START EXERCISE INPUT

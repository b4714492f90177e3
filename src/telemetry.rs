//! Tracing initialization helpers.
//!
//! The engine instruments itself with `tracing`; embedding applications
//! that already install a subscriber need nothing from here. For binaries
//! and tests, [`init`] wires up an env-filtered fmt subscriber.

use tracing_error::ErrorLayer;
use tracing_subscriber::layer::SubscriberExt;
use tracing_subscriber::util::SubscriberInitExt;
use tracing_subscriber::EnvFilter;

/// Install the default subscriber: `RUST_LOG`-driven filtering (falling
/// back to `info`), compact fmt output, and span traces on errors.
///
/// Safe to call more than once; subsequent calls are no-ops.
pub fn init() {
    let filter = EnvFilter::try_from_default_env().unwrap_or_else(|_| EnvFilter::new("info"));
    let _ = tracing_subscriber::registry()
        .with(filter)
        .with(tracing_subscriber::fmt::layer().compact())
        .with(ErrorLayer::default())
        .try_init();
}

END EXERCISE INPUT

* [EXERCISE]: The full set of entries has to be duplicated precisely.

* [OUTPUT FOR THIS TASK]:
repository b4714492f90177e3
filename src/telemetry.rs
//! Tracing initialization helpers.
//!
//! The engine instruments itself with `tracing`; embedding applications
//! that already install a subscriber need nothing from here. For binaries
//! and tests, [`init`] wires up an env-filtered fmt subscriber.

use tracing_error::ErrorLayer;
use tracing_subscriber::layer::SubscriberExt;
use tracing_subscriber::util::SubscriberInitExt;
use tracing_subscriber::EnvFilter;

/// Install the default subscriber: `RUST_LOG`-driven filtering (falling
/// back to `info`), compact fmt output, and span traces on errors.
///
/// Safe to call more than once; subsequent calls are no-ops.
pub fn init() {
    let filter = EnvFilter::try_from_default_env().unwrap_or_else(|_| EnvFilter::new("info"));
    let _ = tracing_subscriber::registry()
        .with(filter)
        .with(tracing_subscriber::fmt::layer().compact())
        .with(ErrorLayer::default())
        .try_init();
}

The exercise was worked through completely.